Task statement -
Compute how many lines in the records below contain the string "join" and give that number without other output.

[Saved entries]
· · ·
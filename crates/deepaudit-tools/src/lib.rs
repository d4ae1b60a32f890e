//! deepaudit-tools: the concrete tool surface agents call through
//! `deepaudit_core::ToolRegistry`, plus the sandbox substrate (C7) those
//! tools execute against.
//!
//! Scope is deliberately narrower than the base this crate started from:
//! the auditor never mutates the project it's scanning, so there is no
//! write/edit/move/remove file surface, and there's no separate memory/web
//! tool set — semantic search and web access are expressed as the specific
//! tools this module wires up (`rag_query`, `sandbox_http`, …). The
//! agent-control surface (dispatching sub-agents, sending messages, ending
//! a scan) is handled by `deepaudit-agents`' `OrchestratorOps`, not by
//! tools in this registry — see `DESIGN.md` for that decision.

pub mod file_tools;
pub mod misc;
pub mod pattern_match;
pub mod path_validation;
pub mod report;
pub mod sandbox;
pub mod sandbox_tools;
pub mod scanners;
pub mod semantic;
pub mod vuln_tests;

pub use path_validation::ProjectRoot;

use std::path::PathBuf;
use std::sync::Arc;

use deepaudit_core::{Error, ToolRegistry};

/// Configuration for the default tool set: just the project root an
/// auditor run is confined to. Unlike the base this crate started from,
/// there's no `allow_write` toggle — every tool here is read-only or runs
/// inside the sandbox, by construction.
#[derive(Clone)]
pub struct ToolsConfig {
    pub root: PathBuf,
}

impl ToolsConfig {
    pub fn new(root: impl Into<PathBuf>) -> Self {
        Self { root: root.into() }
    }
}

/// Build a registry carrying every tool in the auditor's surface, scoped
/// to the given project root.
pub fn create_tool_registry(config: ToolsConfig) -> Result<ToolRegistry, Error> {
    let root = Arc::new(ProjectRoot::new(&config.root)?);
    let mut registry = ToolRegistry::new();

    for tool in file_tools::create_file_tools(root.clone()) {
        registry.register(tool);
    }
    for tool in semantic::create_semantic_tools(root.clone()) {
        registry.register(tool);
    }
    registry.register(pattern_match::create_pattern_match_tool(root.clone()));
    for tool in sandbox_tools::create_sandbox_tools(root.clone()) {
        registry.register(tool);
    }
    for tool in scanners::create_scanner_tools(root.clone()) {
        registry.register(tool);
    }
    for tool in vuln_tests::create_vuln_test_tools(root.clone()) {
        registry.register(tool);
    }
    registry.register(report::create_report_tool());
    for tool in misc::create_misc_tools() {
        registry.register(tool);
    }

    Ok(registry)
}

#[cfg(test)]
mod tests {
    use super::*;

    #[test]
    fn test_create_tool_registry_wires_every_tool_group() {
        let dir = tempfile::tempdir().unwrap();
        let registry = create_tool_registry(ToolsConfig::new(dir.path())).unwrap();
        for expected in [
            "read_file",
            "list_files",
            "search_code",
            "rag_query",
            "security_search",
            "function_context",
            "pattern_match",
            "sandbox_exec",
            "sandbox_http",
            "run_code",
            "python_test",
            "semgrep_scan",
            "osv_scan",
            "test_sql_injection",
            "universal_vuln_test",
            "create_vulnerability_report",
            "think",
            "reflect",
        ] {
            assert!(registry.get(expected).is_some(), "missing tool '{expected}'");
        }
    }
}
· · ·
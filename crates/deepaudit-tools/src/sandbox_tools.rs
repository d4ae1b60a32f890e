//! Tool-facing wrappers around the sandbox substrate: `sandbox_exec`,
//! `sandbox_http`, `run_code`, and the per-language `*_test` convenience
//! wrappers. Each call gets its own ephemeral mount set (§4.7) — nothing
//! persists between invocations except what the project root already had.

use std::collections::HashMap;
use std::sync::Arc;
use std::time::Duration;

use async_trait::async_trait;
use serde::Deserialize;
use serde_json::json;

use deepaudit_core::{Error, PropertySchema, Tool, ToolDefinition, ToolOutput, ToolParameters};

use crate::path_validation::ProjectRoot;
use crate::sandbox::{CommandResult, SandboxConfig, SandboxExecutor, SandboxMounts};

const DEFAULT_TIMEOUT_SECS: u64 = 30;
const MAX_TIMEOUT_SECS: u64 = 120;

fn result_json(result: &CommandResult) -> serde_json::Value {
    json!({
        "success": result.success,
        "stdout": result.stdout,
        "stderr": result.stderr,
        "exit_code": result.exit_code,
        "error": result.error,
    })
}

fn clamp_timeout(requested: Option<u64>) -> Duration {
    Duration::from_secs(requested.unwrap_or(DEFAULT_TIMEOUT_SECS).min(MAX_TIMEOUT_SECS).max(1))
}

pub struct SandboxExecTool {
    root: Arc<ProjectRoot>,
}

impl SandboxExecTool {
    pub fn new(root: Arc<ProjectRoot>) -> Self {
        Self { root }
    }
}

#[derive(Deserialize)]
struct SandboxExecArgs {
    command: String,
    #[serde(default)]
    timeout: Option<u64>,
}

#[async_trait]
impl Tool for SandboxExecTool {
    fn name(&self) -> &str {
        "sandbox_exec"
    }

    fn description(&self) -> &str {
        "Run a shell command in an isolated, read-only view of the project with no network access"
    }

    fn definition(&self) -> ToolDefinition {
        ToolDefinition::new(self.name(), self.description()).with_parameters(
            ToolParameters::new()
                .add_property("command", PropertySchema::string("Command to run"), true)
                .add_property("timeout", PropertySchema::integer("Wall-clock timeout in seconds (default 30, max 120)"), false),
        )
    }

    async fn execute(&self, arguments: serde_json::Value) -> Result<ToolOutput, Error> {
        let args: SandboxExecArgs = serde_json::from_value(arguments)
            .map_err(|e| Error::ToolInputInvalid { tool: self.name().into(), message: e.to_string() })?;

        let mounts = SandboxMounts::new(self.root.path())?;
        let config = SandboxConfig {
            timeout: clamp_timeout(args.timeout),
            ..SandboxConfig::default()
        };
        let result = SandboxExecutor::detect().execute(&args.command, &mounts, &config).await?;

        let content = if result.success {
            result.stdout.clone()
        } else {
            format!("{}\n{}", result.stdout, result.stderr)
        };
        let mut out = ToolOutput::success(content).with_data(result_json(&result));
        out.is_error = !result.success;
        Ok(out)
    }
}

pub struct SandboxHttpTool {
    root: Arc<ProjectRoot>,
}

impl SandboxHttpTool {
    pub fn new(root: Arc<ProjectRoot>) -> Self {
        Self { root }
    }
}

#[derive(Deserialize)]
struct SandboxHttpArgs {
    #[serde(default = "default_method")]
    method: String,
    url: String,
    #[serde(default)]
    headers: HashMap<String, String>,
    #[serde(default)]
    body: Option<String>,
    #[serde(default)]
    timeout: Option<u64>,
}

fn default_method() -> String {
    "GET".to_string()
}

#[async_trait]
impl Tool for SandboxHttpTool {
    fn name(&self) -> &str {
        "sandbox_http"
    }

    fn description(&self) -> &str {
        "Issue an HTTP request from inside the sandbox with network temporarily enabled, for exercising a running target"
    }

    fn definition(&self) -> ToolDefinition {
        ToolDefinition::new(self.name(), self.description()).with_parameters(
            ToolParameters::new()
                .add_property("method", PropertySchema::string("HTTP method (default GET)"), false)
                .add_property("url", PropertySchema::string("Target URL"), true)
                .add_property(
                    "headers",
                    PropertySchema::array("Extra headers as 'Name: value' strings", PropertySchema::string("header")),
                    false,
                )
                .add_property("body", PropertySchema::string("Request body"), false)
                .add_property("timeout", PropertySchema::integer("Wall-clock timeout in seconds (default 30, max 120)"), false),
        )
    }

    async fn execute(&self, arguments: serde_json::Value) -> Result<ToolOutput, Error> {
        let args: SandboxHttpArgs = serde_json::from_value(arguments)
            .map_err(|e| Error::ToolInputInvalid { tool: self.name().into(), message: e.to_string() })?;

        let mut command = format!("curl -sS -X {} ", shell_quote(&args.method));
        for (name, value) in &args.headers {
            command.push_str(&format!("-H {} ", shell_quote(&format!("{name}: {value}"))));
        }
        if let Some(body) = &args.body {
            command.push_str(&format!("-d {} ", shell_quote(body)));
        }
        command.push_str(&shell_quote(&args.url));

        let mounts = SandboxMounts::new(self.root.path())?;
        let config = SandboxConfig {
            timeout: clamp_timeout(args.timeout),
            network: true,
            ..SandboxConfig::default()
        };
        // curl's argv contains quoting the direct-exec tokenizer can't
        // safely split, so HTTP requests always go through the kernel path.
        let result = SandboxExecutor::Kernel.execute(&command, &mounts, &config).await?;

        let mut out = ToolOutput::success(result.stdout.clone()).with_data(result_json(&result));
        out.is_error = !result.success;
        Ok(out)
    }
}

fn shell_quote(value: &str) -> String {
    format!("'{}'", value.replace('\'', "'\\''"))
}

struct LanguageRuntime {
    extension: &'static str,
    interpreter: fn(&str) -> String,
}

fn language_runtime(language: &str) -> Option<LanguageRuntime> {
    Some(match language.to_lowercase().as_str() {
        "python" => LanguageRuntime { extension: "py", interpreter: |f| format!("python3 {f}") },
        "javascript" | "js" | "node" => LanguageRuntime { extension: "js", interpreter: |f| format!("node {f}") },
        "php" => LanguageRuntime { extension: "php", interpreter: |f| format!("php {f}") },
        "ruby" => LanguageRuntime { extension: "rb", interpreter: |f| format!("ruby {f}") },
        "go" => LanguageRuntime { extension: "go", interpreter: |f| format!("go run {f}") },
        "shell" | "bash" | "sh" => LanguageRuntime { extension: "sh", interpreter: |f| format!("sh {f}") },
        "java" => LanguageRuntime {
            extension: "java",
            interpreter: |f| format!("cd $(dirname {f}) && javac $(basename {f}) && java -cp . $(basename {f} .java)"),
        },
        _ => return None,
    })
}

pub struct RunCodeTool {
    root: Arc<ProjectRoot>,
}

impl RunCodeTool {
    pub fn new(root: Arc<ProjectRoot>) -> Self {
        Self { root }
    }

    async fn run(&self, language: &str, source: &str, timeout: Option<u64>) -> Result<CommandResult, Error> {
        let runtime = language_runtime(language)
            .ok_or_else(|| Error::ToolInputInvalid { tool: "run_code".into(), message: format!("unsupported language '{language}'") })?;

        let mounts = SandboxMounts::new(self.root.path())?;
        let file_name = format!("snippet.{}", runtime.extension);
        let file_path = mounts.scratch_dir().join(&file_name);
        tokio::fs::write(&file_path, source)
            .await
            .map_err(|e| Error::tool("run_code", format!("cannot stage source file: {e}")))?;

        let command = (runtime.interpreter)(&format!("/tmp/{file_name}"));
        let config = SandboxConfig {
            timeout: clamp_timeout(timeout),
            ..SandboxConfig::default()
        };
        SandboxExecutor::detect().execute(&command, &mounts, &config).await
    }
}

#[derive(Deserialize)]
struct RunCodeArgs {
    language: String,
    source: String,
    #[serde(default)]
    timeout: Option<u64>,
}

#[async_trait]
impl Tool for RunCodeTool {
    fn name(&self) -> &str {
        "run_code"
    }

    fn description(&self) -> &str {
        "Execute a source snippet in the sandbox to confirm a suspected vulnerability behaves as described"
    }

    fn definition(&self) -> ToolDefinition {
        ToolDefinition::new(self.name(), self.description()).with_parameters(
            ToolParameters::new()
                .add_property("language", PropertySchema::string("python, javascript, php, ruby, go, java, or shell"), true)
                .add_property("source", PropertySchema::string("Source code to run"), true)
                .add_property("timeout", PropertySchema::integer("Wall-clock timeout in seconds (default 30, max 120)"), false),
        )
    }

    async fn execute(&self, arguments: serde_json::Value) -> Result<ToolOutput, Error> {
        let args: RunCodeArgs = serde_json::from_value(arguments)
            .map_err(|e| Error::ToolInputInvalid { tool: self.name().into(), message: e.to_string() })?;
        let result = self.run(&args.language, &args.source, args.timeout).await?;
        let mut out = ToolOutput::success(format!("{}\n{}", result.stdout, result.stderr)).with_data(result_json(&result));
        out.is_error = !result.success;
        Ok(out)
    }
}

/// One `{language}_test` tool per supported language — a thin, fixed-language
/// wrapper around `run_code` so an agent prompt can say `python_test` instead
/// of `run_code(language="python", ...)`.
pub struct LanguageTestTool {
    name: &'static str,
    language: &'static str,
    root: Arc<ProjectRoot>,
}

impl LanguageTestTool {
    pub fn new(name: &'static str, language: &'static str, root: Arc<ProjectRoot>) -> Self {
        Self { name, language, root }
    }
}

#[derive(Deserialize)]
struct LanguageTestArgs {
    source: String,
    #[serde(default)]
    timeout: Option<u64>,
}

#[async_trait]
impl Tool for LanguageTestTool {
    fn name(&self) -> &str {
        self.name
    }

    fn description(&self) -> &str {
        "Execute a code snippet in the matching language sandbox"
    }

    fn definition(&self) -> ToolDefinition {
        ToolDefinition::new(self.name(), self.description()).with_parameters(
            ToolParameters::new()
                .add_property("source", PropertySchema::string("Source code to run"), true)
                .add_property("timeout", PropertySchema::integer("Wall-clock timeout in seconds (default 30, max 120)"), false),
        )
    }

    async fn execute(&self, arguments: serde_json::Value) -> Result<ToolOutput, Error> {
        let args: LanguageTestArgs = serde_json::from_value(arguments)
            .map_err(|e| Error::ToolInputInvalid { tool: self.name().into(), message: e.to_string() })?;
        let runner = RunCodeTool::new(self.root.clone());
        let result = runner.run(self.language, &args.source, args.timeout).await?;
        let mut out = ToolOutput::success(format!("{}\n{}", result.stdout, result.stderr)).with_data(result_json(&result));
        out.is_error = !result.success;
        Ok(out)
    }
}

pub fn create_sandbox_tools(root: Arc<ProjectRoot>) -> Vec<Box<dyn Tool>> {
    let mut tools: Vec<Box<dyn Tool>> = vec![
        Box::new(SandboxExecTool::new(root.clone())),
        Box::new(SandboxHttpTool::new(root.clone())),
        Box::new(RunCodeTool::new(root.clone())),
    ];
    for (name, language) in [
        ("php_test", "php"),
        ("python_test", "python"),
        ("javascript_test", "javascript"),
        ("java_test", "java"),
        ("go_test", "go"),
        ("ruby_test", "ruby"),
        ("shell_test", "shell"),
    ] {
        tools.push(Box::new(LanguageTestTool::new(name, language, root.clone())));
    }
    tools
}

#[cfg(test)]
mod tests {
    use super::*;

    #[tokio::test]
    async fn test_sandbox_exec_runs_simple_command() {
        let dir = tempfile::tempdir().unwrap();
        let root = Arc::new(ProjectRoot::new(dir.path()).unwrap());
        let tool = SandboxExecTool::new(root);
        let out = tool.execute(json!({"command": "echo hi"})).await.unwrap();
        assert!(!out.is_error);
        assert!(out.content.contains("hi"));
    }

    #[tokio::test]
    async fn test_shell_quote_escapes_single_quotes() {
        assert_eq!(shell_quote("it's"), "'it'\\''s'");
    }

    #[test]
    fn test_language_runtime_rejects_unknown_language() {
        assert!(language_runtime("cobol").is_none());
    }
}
· · ·
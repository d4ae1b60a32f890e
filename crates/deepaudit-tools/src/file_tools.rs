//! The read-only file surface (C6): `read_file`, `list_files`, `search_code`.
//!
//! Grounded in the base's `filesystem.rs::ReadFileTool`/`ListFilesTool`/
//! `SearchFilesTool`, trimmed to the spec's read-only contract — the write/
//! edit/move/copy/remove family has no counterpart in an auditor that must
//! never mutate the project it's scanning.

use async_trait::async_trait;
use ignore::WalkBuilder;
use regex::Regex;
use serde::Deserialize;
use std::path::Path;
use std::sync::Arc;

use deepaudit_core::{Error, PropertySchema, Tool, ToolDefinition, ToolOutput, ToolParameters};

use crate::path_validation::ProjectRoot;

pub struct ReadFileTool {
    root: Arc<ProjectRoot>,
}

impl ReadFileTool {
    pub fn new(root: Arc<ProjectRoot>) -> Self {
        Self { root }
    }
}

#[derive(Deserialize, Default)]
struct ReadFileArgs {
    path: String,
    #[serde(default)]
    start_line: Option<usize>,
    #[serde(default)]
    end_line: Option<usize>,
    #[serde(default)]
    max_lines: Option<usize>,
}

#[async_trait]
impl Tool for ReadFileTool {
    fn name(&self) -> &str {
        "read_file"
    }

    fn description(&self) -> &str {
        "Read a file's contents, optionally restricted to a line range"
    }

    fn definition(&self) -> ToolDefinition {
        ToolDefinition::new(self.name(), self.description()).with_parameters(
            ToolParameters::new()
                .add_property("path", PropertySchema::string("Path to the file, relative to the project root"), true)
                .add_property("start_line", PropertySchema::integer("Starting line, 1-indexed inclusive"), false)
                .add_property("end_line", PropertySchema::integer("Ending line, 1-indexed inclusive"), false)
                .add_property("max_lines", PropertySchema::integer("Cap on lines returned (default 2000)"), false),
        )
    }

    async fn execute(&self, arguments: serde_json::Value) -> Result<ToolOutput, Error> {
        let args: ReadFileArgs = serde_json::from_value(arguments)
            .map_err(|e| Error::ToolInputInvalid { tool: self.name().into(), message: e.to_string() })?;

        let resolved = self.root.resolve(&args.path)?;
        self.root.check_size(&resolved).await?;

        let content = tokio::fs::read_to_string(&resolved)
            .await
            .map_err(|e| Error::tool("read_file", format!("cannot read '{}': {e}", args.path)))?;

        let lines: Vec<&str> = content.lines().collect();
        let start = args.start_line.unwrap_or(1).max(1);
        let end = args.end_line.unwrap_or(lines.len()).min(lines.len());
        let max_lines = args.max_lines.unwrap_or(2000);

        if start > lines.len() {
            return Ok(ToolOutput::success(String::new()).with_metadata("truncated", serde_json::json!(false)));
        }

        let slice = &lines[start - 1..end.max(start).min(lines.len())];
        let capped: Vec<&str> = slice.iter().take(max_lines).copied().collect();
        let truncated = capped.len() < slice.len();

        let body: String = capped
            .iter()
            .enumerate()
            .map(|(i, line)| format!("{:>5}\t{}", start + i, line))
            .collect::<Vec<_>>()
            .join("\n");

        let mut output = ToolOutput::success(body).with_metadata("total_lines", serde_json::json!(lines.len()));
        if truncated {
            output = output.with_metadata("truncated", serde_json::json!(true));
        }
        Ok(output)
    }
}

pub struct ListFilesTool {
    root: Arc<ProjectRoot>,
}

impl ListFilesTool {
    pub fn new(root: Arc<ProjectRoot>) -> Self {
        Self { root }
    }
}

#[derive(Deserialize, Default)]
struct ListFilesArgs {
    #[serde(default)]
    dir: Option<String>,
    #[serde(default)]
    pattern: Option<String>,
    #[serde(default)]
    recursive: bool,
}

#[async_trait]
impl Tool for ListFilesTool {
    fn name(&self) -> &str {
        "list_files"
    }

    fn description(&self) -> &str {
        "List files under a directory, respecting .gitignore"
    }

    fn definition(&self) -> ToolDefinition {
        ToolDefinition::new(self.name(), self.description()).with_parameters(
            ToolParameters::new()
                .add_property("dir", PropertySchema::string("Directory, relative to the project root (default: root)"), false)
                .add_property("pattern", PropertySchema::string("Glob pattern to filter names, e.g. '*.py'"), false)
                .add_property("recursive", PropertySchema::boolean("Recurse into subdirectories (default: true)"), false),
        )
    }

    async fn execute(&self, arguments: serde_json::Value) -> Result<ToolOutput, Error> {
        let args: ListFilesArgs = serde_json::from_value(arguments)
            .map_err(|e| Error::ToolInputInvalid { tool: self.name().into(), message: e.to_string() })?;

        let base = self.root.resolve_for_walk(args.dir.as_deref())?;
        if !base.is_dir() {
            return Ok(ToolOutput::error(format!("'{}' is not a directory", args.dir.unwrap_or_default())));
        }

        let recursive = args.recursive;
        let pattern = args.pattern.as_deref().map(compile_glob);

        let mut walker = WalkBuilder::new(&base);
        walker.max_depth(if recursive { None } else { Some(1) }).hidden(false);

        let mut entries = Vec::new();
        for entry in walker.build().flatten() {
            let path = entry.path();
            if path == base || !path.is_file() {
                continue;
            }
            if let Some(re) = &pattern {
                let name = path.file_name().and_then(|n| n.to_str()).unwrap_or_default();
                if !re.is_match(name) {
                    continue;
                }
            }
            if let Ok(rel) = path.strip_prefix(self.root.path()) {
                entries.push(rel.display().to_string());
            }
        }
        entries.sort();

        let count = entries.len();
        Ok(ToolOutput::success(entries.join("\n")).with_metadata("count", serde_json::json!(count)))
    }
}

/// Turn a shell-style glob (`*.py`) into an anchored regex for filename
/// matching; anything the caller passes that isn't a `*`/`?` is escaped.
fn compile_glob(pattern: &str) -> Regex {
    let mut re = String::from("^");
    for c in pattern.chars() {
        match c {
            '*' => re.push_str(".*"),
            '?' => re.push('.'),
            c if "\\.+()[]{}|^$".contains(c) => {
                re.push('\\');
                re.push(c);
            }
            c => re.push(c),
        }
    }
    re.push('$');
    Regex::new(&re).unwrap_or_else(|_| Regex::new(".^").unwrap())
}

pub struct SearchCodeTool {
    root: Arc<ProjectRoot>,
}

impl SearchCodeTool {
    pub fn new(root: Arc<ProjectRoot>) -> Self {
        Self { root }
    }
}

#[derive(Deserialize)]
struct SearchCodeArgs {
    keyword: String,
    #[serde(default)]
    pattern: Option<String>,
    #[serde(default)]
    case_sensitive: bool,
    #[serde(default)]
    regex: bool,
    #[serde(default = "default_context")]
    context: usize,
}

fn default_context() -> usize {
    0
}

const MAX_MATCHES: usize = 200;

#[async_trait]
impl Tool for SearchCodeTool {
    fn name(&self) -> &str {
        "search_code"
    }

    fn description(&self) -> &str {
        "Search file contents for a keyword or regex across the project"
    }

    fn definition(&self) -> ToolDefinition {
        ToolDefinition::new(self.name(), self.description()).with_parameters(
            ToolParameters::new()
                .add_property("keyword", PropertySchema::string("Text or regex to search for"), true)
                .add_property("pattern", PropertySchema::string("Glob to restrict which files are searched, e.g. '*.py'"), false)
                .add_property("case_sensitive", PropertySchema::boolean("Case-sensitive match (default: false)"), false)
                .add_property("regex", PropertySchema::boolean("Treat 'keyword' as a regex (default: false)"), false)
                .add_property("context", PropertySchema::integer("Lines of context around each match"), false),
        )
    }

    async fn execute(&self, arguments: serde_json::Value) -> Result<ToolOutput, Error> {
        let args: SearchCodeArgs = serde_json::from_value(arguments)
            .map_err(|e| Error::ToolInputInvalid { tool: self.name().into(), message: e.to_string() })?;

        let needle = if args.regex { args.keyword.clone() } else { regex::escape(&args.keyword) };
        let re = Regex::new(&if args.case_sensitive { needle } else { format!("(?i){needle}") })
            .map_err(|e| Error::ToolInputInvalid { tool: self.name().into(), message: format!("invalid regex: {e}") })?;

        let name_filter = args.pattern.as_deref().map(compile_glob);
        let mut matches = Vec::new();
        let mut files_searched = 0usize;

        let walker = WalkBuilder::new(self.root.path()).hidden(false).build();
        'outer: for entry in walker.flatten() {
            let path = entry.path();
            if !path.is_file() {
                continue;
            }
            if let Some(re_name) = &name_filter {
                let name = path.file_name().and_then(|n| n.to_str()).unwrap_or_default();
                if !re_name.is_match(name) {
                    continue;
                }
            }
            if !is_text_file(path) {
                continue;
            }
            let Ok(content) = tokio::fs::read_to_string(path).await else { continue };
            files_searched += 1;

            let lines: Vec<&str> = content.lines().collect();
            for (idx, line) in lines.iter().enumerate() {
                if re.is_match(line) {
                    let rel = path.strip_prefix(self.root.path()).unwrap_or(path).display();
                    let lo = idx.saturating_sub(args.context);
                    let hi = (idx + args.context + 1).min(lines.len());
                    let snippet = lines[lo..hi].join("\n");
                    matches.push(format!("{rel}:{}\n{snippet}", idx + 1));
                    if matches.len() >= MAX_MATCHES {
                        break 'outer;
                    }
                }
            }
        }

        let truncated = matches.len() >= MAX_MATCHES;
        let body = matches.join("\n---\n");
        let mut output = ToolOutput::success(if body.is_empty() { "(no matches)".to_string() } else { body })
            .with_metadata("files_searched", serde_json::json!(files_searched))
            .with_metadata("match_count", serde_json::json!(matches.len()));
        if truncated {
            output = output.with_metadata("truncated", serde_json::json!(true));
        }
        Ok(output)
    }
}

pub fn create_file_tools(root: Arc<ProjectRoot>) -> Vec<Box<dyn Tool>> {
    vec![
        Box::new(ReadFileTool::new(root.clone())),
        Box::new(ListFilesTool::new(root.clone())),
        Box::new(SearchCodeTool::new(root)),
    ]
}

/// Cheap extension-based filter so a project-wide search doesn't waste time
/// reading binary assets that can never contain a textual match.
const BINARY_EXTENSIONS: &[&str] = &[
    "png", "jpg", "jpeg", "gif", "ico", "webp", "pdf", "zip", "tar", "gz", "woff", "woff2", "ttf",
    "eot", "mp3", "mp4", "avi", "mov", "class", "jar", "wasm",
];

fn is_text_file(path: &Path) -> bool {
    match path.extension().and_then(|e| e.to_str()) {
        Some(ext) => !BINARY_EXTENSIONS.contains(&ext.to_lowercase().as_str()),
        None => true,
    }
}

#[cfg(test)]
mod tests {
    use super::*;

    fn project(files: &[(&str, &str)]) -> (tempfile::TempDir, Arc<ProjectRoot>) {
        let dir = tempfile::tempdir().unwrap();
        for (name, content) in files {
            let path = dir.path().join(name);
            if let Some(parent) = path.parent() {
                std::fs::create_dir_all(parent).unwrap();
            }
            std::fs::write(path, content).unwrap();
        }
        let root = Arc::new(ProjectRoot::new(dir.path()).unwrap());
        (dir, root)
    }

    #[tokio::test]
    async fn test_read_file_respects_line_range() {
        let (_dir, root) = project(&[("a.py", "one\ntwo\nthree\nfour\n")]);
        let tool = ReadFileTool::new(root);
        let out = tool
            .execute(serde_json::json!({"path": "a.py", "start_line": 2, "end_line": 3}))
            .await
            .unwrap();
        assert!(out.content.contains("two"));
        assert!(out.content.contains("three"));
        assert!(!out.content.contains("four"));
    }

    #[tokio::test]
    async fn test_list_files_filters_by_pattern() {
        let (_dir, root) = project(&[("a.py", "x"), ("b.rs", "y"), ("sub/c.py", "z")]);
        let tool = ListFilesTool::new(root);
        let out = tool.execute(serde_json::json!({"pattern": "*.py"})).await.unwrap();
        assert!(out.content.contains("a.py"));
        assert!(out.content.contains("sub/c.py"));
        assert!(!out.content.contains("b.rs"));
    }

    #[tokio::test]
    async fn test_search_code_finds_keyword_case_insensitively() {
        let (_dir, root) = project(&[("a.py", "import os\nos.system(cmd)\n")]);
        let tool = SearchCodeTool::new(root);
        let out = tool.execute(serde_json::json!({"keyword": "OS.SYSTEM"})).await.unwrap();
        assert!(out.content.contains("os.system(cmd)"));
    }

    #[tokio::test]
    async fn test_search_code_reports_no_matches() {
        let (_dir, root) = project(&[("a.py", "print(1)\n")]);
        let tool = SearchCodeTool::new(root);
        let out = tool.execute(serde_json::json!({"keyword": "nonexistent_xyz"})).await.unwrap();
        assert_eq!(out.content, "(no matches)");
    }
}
· · ·
Output of the task -
6